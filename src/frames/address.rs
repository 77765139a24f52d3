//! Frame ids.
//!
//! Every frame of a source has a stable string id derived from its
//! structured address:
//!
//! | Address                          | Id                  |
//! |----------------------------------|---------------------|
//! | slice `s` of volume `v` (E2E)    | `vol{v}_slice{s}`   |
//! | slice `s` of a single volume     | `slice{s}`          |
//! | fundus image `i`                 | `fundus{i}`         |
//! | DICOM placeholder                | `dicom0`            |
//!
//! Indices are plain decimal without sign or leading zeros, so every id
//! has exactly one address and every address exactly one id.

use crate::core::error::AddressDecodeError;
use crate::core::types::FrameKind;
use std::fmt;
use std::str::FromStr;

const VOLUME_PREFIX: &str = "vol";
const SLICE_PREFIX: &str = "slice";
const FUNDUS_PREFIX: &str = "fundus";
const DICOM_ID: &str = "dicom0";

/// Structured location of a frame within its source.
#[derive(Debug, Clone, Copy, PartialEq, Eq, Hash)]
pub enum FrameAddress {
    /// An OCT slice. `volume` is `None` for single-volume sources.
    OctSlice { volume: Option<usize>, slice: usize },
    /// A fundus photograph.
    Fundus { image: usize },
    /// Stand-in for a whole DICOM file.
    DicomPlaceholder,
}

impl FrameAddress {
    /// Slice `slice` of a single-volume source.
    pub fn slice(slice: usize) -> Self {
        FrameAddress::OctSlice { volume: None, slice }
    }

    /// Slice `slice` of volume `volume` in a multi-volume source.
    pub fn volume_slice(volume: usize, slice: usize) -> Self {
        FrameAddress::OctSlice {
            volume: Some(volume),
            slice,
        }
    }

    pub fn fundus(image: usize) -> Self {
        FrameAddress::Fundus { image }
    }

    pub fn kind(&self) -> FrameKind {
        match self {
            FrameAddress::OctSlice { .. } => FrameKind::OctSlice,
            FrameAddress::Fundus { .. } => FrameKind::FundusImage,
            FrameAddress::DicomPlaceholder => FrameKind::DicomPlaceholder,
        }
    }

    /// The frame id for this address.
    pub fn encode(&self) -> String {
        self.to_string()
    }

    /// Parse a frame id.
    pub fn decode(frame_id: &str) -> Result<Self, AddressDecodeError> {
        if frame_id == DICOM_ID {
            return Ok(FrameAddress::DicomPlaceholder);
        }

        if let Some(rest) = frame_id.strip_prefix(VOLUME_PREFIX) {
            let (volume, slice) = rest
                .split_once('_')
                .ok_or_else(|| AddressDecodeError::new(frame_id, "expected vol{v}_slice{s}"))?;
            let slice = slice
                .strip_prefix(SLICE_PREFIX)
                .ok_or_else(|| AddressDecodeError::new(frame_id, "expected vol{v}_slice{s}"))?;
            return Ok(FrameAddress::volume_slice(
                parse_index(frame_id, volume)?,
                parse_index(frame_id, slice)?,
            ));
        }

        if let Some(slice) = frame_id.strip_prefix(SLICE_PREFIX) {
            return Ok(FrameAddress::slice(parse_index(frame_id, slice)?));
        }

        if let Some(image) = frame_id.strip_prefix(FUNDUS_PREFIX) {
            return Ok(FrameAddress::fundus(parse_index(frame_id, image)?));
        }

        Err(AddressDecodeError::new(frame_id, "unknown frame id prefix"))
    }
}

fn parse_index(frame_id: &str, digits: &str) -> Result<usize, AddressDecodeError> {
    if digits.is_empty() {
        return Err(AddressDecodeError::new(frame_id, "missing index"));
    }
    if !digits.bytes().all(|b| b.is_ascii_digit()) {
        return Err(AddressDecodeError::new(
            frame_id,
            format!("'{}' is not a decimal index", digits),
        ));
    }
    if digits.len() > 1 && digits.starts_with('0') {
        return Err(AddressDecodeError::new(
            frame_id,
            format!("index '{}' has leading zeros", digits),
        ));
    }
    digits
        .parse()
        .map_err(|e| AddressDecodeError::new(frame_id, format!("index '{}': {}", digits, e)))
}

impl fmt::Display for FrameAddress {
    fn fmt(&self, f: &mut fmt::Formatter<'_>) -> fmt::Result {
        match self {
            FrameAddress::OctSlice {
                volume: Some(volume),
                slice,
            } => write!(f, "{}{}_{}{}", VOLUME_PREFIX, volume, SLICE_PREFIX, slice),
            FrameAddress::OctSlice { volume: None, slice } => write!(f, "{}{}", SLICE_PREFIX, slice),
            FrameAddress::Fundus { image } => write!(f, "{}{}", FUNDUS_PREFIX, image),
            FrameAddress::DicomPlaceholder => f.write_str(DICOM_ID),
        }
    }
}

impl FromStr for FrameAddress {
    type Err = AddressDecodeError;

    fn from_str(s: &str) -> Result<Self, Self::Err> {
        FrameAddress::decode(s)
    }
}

....................

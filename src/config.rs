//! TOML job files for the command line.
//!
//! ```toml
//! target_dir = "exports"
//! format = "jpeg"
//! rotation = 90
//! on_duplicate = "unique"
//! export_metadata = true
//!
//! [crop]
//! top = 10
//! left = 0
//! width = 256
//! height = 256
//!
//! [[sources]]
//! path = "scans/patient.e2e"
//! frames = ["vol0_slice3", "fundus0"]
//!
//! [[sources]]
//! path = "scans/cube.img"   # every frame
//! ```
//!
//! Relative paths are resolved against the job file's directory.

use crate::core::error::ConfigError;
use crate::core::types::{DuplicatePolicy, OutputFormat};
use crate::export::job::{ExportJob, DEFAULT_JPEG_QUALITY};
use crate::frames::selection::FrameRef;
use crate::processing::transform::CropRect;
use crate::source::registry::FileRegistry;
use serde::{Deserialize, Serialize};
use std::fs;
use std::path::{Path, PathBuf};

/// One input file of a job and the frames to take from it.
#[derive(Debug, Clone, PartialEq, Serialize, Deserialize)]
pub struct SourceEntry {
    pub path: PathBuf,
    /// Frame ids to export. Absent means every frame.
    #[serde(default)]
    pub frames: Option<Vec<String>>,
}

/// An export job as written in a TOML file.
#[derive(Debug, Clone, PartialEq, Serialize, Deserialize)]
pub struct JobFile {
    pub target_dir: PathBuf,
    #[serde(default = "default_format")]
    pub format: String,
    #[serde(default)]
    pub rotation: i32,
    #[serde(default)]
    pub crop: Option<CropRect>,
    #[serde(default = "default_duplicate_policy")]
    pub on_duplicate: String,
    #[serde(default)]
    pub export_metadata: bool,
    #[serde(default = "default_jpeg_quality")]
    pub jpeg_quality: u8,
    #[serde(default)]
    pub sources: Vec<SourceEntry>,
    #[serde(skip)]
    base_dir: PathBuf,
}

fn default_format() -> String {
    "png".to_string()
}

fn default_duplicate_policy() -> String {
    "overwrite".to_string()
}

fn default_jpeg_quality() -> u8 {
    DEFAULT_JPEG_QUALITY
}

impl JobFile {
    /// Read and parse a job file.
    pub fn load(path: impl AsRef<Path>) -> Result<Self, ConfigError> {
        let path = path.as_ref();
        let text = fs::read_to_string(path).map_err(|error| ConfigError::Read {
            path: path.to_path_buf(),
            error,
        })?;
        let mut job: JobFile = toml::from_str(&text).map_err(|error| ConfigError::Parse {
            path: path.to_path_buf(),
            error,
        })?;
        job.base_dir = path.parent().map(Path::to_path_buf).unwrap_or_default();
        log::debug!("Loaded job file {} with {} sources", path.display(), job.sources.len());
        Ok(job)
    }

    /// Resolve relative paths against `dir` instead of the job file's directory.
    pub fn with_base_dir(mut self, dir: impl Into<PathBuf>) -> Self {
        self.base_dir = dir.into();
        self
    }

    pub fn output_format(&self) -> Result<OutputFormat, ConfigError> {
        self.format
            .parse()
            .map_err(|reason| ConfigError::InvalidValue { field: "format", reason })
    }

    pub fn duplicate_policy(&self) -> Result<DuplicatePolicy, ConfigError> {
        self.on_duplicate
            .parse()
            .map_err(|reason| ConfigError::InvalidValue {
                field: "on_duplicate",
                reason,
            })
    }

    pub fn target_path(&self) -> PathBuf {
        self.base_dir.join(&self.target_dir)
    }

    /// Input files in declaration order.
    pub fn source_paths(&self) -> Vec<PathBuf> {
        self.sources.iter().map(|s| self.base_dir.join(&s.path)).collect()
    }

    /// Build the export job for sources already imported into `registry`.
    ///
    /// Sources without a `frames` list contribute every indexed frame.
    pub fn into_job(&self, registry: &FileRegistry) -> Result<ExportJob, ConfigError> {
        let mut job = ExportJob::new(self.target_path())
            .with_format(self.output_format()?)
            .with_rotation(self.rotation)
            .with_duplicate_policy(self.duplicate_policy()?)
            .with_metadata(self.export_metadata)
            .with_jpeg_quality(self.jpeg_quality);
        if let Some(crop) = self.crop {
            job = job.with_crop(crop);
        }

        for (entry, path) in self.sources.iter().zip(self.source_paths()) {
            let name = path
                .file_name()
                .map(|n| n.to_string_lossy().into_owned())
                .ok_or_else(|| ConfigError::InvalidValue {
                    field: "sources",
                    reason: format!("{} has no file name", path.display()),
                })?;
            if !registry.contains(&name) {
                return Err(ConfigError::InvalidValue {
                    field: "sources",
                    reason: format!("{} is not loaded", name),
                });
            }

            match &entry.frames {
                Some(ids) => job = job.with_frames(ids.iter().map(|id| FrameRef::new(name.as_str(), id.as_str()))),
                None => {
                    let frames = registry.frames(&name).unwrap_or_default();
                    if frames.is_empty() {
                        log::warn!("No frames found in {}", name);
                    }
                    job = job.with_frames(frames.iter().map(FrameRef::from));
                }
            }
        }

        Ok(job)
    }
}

....................

# [Task item]
Give the number of lines above that include "rest". Write nothing else.

# [Task response]
2